Turning on their own

How absolutely predictable this is. Even though her claim is essentially confirmed by a report that the paper itself has published – citing Sir Alistair Graham, chairman of the committee on standards in public life from 2004 to 2007 - The Daily Telegraph has been quick to round on Nadine Dorries for her attempt to put the MPs' "expenses" crisis in focus.

In so doing, the paper cites David Cameron, who says MPs should be more concerned about what their constituents were thinking. "Frankly, MPs ought to be concerned about what their constituents think and ought to be worrying about the people who put us where we are," he told the BBC. The Telegraph adds that there was "clear anger" among the Tory high command at the latest intervention by the outspoken Mid Bedfordshire MP, with one senior source describing her comments as "completely wacky".

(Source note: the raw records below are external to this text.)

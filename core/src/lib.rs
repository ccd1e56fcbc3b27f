//! Headless side of the viewer: the Jikan client, the paged catalog loader,
//! title search and the detail fetcher, with the screen state they drive.

mod api;
mod detail;
mod error;
mod listing;
mod loader;
mod models;
mod routes;
mod search;
mod state;

pub use api::{CatalogPage, CatalogSource, JikanClient, DEFAULT_BASE_URL};
pub use detail::{fetch_detail, DetailFetcher};
pub use error::{ErrorKind, Failure, FetchError};
pub use listing::ListingScreen;
pub use loader::{load_catalog, LoaderOptions, DEFAULT_PAGES, DEFAULT_PAGE_DELAY, DEFAULT_PAGE_SIZE, MAX_PAGES};
pub use models::*;
pub use routes::Route;
pub use search::{filter_entries, matching_indices, SearchState};
pub use state::{FetchSlot, FetchState, Ticket};
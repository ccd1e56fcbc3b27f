use chrono::{DateTime, Datelike};
use serde::{Deserialize, Serialize};

#[derive(Debug, Clone, Default, PartialEq, Serialize, Deserialize)]
pub struct ImageUrls {
    pub small: String,
    pub medium: String,
    pub large: String,
}

/// One title as returned by the listing endpoint.
#[derive(Debug, Clone, Default, PartialEq, Serialize, Deserialize)]
pub struct CatalogEntry {
    pub id: u32,
    pub title: String,
    pub images: ImageUrls,
    pub score: f64,      // 0.0 when unrated
    pub media_type: String,
    pub year: u32,       // 0 when unknown
    pub synopsis: String,
    pub url: String,
}

#[derive(Debug, Clone, Default, PartialEq, Eq, Serialize, Deserialize)]
pub struct Tag {
    pub id: u32,
    pub name: String,
}

#[derive(Debug, Clone, Default, PartialEq, Eq, Serialize, Deserialize)]
pub struct AiredRange {
    pub from: Option<String>,
    pub to: Option<String>,
}

impl AiredRange {
    pub fn start_year(&self) -> Option<i32> {
        let from = self.from.as_deref()?;
        DateTime::parse_from_rfc3339(from).ok().map(|d| d.year())
    }
}

/// Extended record served by the detail endpoint.
#[derive(Debug, Clone, Default, PartialEq, Serialize, Deserialize)]
pub struct CatalogEntryDetail {
    pub entry: CatalogEntry,
    pub rank: u32,
    pub popularity: u32,
    pub scored_by: u64,
    pub episodes: Option<u32>,
    pub status: String,
    pub aired: AiredRange,
    pub genres: Vec<Tag>,
    pub studios: Vec<Tag>,
}

impl CatalogEntryDetail {
    pub fn id(&self) -> u32 {
        self.entry.id
    }
}

// Wire format of the remote API. Nullable fields are normalized on conversion.

#[derive(Debug, Clone, Deserialize)]
pub struct ListingResponse {
    pub data: Vec<EntryPayload>,
    #[serde(default)]
    pub pagination: Pagination,
}

#[derive(Debug, Clone, Default, Deserialize)]
pub struct Pagination {
    #[serde(default)]
    pub last_visible_page: u32,
    #[serde(default)]
    pub has_next_page: bool,
}

#[derive(Debug, Clone, Deserialize)]
pub struct DetailResponse {
    pub data: DetailPayload,
}

#[derive(Debug, Clone, Default, Deserialize)]
pub struct ImageSetPayload {
    pub image_url: Option<String>,
    pub small_image_url: Option<String>,
    pub large_image_url: Option<String>,
}

#[derive(Debug, Clone, Default, Deserialize)]
pub struct ImagesPayload {
    #[serde(default)]
    pub jpg: ImageSetPayload,
}

#[derive(Debug, Clone, Deserialize)]
pub struct EntryPayload {
    pub mal_id: u32,
    #[serde(default)]
    pub title: String,
    pub url: Option<String>,
    #[serde(default)]
    pub images: ImagesPayload,
    pub score: Option<f64>,
    #[serde(rename = "type")]
    pub media_type: Option<String>,
    pub year: Option<u32>,
    pub synopsis: Option<String>,
}

#[derive(Debug, Clone, Deserialize)]
pub struct TagPayload {
    pub mal_id: u32,
    #[serde(default)]
    pub name: String,
}

#[derive(Debug, Clone, Default, Deserialize)]
pub struct AiredPayload {
    pub from: Option<String>,
    pub to: Option<String>,
}

#[derive(Debug, Clone, Deserialize)]
pub struct DetailPayload {
    #[serde(flatten)]
    pub entry: EntryPayload,
    pub rank: Option<u32>,
    pub popularity: Option<u32>,
    pub scored_by: Option<u64>,
    pub episodes: Option<u32>,
    pub status: Option<String>,
    #[serde(default)]
    pub aired: AiredPayload,
    #[serde(default)]
    pub genres: Vec<TagPayload>,
    #[serde(default)]
    pub studios: Vec<TagPayload>,
}

impl From<EntryPayload> for CatalogEntry {
    fn from(p: EntryPayload) -> Self {
        let jpg = p.images.jpg;
        CatalogEntry {
            id: p.mal_id,
            title: p.title,
            images: ImageUrls {
                small: jpg.small_image_url.unwrap_or_default(),
                medium: jpg.image_url.unwrap_or_default(),
                large: jpg.large_image_url.unwrap_or_default(),
            },
            score: p.score.unwrap_or(0.0),
            media_type: p.media_type.unwrap_or_default(),
            year: p.year.unwrap_or(0),
            synopsis: p.synopsis.unwrap_or_default(),
            url: p.url.unwrap_or_default(),
        }
    }
}

impl From<TagPayload> for Tag {
    fn from(p: TagPayload) -> Self {
        Tag { id: p.mal_id, name: p.name }
    }
}

impl From<DetailPayload> for CatalogEntryDetail {
    fn from(p: DetailPayload) -> Self {
        CatalogEntryDetail {
            entry: p.entry.into(),
            rank: p.rank.unwrap_or(0),
            popularity: p.popularity.unwrap_or(0),
            scored_by: p.scored_by.unwrap_or(0),
            episodes: p.episodes,
            status: p.status.unwrap_or_default(),
            aired: AiredRange { from: p.aired.from, to: p.aired.to },
            genres: p.genres.into_iter().map(Tag::from).collect(),
            studios: p.studios.into_iter().map(Tag::from).collect(),
        }
    }
}

#[cfg(test)]
mod tests {
    use super::*;

    #[test]
    fn listing_payload_normalizes_nulls() {
        let body = r#"{
            "data": [{
                "mal_id": 5114,
                "url": "https://myanimelist.net/anime/5114",
                "title": "Fullmetal Alchemist: Brotherhood",
                "images": { "jpg": {
                    "image_url": "https://cdn/m.jpg",
                    "small_image_url": "https://cdn/s.jpg",
                    "large_image_url": "https://cdn/l.jpg"
                } },
                "score": null,
                "type": "TV",
                "year": null,
                "synopsis": null
            }],
            "pagination": { "last_visible_page": 1100, "has_next_page": true }
        }"#;
        let resp: ListingResponse = serde_json::from_str(body).unwrap();
        assert!(resp.pagination.has_next_page);
        let entry = CatalogEntry::from(resp.data.into_iter().next().unwrap());
        assert_eq!(entry.id, 5114);
        assert_eq!(entry.score, 0.0);
        assert_eq!(entry.year, 0);
        assert_eq!(entry.synopsis, "");
        assert_eq!(entry.media_type, "TV");
        assert_eq!(entry.images.small, "https://cdn/s.jpg");
        assert_eq!(entry.images.medium, "https://cdn/m.jpg");
        assert_eq!(entry.images.large, "https://cdn/l.jpg");
    }

    #[test]
    fn missing_images_and_pagination_default() {
        let resp: ListingResponse =
            serde_json::from_str(r#"{ "data": [{ "mal_id": 1, "title": "Cowboy Bebop" }] }"#).unwrap();
        assert!(!resp.pagination.has_next_page);
        let entry = CatalogEntry::from(resp.data[0].clone());
        assert_eq!(entry.images, ImageUrls::default());
        assert_eq!(entry.url, "");
    }

    #[test]
    fn detail_payload_keeps_tags_and_dates() {
        let body = r#"{ "data": {
            "mal_id": 1,
            "title": "Cowboy Bebop",
            "type": "TV",
            "score": 8.75,
            "scored_by": 1000000,
            "rank": 46,
            "popularity": 43,
            "episodes": 26,
            "status": "Finished Airing",
            "year": 1998,
            "aired": { "from": "1998-04-03T00:00:00+00:00", "to": "1999-04-24T00:00:00+00:00" },
            "genres": [ { "mal_id": 1, "type": "anime", "name": "Action", "url": "x" } ],
            "studios": [ { "mal_id": 14, "type": "anime", "name": "Sunrise", "url": "y" } ]
        } }"#;
        let resp: DetailResponse = serde_json::from_str(body).unwrap();
        let detail = CatalogEntryDetail::from(resp.data);
        assert_eq!(detail.id(), 1);
        assert_eq!(detail.rank, 46);
        assert_eq!(detail.scored_by, 1_000_000);
        assert_eq!(detail.episodes, Some(26));
        assert_eq!(detail.aired.start_year(), Some(1998));
        assert_eq!(detail.genres, vec![Tag { id: 1, name: "Action".into() }]);
        assert_eq!(detail.studios[0].name, "Sunrise");
    }

    #[test]
    fn detail_with_null_rank_and_episodes() {
        let body = r#"{ "data": { "mal_id": 7, "title": "Ongoing", "rank": null, "episodes": null, "aired": { "from": null, "to": null } } }"#;
        let detail = CatalogEntryDetail::from(serde_json::from_str::<DetailResponse>(body).unwrap().data);
        assert_eq!(detail.rank, 0);
        assert_eq!(detail.episodes, None);
        assert_eq!(detail.aired.start_year(), None);
        assert!(detail.genres.is_empty());
    }
}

The motive for The Daily Telegraph moving so quickly to "kill" Dorries's assertions is, of course, as transparent as it is dishonest. The MP "exposé" has been a huge commercial success and a more measured view of the issue would threaten to cut short the paper's own gravy train, which still has plenty of mileage in it before the inevitable backlash.

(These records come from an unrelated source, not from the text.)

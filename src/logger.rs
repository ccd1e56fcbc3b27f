use std::fs::{self, OpenOptions};
use std::path::PathBuf;
use std::sync::Mutex;

use tracing_subscriber::layer::SubscriberExt;
use tracing_subscriber::util::SubscriberInitExt;
use tracing_subscriber::{fmt, EnvFilter};

fn data_dir() -> PathBuf {
    directories::ProjectDirs::from("io", "animeviewer", "AnimeViewer")
        .map(|d| d.data_dir().to_path_buf())
        .unwrap_or_else(|| PathBuf::from("."))
}

pub fn log_path() -> PathBuf {
    let dir = data_dir();
    let _ = fs::create_dir_all(&dir);
    dir.join("animeviewer.log")
}

/// Logs to stderr and appends to `animeviewer.log`. Level comes from
/// `RUST_LOG`, default `info`.
pub fn init_logging() {
    let filter = EnvFilter::try_from_default_env().unwrap_or_else(|_| EnvFilter::new("info"));
    let file_layer = OpenOptions::new()
        .create(true)
        .append(true)
        .open(log_path())
        .ok()
        .map(|f| fmt::layer().with_ansi(false).with_writer(Mutex::new(f)));

    let _ = tracing_subscriber::registry()
        .with(filter)
        .with(fmt::layer().with_target(false).with_writer(std::io::stderr))
        .with(file_layer)
        .try_init();
}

As for Cameron, as again The Telegraph identifies in today's edition, the crisis has given him a heaven-sent opportunity to clear out the so-called "bed-blockers", older MPs whose political careers were essentially over but who refused to stand down, and move in his own people.

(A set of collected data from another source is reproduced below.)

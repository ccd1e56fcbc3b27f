use animeviewer_core::{CatalogEntryDetail, FetchState, Tag};
use eframe::egui::{self, RichText, Ui};

use crate::i18n;
use crate::images::CoverCache;
use crate::ui_helpers::{
    badge, format_thousands, outline_badge, render_cover, render_error_panel, render_loading_spinner, section_heading,
    UiContext, ACCENT, STAR,
};

const COVER_WIDTH: f32 = 300.0;

pub enum DetailAction {
    Back,
    OpenExternal(String),
    CopyLink(String),
}

pub fn render_detail(
    ui: &mut Ui,
    cx: &UiContext,
    state: &FetchState<CatalogEntryDetail>,
    covers: &mut CoverCache,
) -> Option<DetailAction> {
    let mut action = None;
    ui.add_space(8.0);
    if ui.button(cx.t("back")).clicked() {
        action = Some(DetailAction::Back);
    }
    ui.add_space(8.0);

    match state {
        FetchState::Idle => render_error_panel(ui, &cx.t("anime_not_found"), ""),
        FetchState::Loading => render_loading_spinner(ui, &cx.t("loading")),
        FetchState::Error(failure) => {
            render_error_panel(ui, &i18n::failure_title(failure, "detail_error", cx.language), &failure.message)
        }
        FetchState::Success(detail) => {
            if let Some(a) = render_body(ui, cx, detail, covers) {
                action = Some(a);
            }
        }
    }
    action
}

fn render_body(ui: &mut Ui, cx: &UiContext, detail: &CatalogEntryDetail, covers: &mut CoverCache) -> Option<DetailAction> {
    let mut action = None;
    ui.horizontal_top(|ui| {
        ui.vertical(|ui| {
            ui.set_width(COVER_WIDTH);
            render_cover(ui, covers, &detail.entry.images.large, egui::vec2(COVER_WIDTH, COVER_WIDTH * 1.42));
            ui.add_space(10.0);
            render_stats(ui, cx, detail);
        });
        ui.add_space(24.0);
        ui.vertical(|ui| {
            action = render_info(ui, cx, detail);
        });
    });
    action
}

fn render_stats(ui: &mut Ui, cx: &UiContext, detail: &CatalogEntryDetail) {
    if detail.entry.score > 0.0 {
        ui.horizontal(|ui| {
            ui.label(RichText::new(format!("★ {:.2}", detail.entry.score)).size(22.0).strong().color(STAR));
            if detail.scored_by > 0 {
                ui.label(RichText::new(format!("({} {})", format_thousands(detail.scored_by), cx.t("votes"))).weak());
            }
        });
    }
    egui::Grid::new("detail_stats").num_columns(2).spacing(egui::vec2(12.0, 4.0)).show(ui, |ui| {
        if detail.rank > 0 {
            ui.label(RichText::new(cx.t("ranking")).weak());
            ui.label(RichText::new(format!("#{}", detail.rank)).strong());
            ui.end_row();
        }
        if detail.popularity > 0 {
            ui.label(RichText::new(cx.t("popularity")).weak());
            ui.label(RichText::new(format!("#{}", detail.popularity)).strong());
            ui.end_row();
        }
    });
}

fn render_info(ui: &mut Ui, cx: &UiContext, detail: &CatalogEntryDetail) -> Option<DetailAction> {
    let entry = &detail.entry;
    let mut action = None;

    ui.add(egui::Label::new(RichText::new(&entry.title).size(28.0).strong()).wrap(true));
    ui.add_space(6.0);
    ui.horizontal_wrapped(|ui| {
        if !entry.media_type.is_empty() {
            badge(ui, &entry.media_type);
        }
        if !detail.status.is_empty() {
            badge(ui, &detail.status);
        }
        if entry.year > 0 {
            badge(ui, &entry.year.to_string());
        }
    });

    ui.add_space(8.0);
    egui::Grid::new("detail_facts").num_columns(2).spacing(egui::vec2(12.0, 4.0)).show(ui, |ui| {
        if let Some(episodes) = detail.episodes {
            ui.label(RichText::new(cx.t("episodes")).weak());
            ui.label(episodes.to_string());
            ui.end_row();
        }
        if let Some(year) = detail.aired.start_year() {
            ui.label(RichText::new(cx.t("aired")).weak());
            ui.label(year.to_string());
            ui.end_row();
        }
    });

    render_tags(ui, &cx.t("genres"), &detail.genres);
    render_tags(ui, &cx.t("studios"), &detail.studios);

    if !entry.synopsis.is_empty() {
        section_heading(ui, &cx.t("synopsis"));
        ui.add(egui::Label::new(entry.synopsis.as_str()).wrap(true));
    }

    if !entry.url.is_empty() {
        ui.add_space(16.0);
        ui.horizontal(|ui| {
            let open = egui::Button::new(RichText::new(cx.t("open_mal")).color(egui::Color32::WHITE)).fill(ACCENT);
            if ui.add(open).on_hover_text(entry.url.as_str()).clicked() {
                action = Some(DetailAction::OpenExternal(entry.url.clone()));
            }
            if ui.button(cx.t("copy_link")).clicked() {
                action = Some(DetailAction::CopyLink(entry.url.clone()));
            }
        });
    }
    action
}

fn render_tags(ui: &mut Ui, heading: &str, tags: &[Tag]) {
    if tags.is_empty() {
        return;
    }
    section_heading(ui, heading);
    ui.horizontal_wrapped(|ui| {
        for tag in tags {
            outline_badge(ui, &tag.name);
        }
    });
}

/// Returns true when "Go home" was clicked.
pub fn render_not_found(ui: &mut Ui, cx: &UiContext) -> bool {
    let mut home = false;
    ui.add_space(80.0);
    ui.vertical_centered(|ui| {
        ui.label(RichText::new(cx.t("page_not_found_title")).size(32.0).strong().color(ACCENT));
        ui.add_space(8.0);
        ui.label(RichText::new(cx.t("page_not_found_text")).weak());
        ui.add_space(16.0);
        home = ui.button(cx.t("go_home")).clicked();
    });
    home
}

Thus we find Sir Peter Viggers, Douglas Hogg and Anthony Steen given their marching orders, while friends of Cameron, including Andrew Mackay, his parliamentary aide, and shadow ministers such as Alan Duncan, Michael Gove and Francis Maude are hanging on. Even The Telegraph sees this as Cameron "using the scandal to further his own political ends" and warns of a voter backlash against such a "blatant move".

This opportunity is in addition to the general debilitating effect the crisis is having on Parliament, weakening MPs and thus reducing any obstacles Cameron might face from his own back-benchers when he finally assumes the title of prime minister. Traditionally, Tory back-benchers have been a powerful constraint on the wilder excess of their leaders (sometimes) and it is the very group from whom most opposition might be expected that is taking the biggest hit.

Then – in the Tory front benches and generally – there is a vested interest in keeping the story focused on "expenses". Although the story is damaging enough, it impacts more on Labour than it does the Tories, giving another tactical advantage to the opposition. On the other hand, positioning the story as a "salary scam" would widen the fallout and spread it more evenly, especially when the story of MPs awarding themselves tax exemption becomes more widely known – as indeed it will.

By this evening, the Dorries story had largely been contained, with the ITN news bulletin showing the lady complaining of MPs on "suicide watch" and not mentioning the substantive issue. Thus is she "downgraded" into an empty "human interest" story, for which role she is admirably suited.

Thus, once again, we see the political classes and the media with a commonality of interest, acting in concert to protect their own interests, so maintaining the conspiracy of silence. And so effective is the strategy that the claque rounds on its own favourite and roars with approval at the continuing witch-hunt.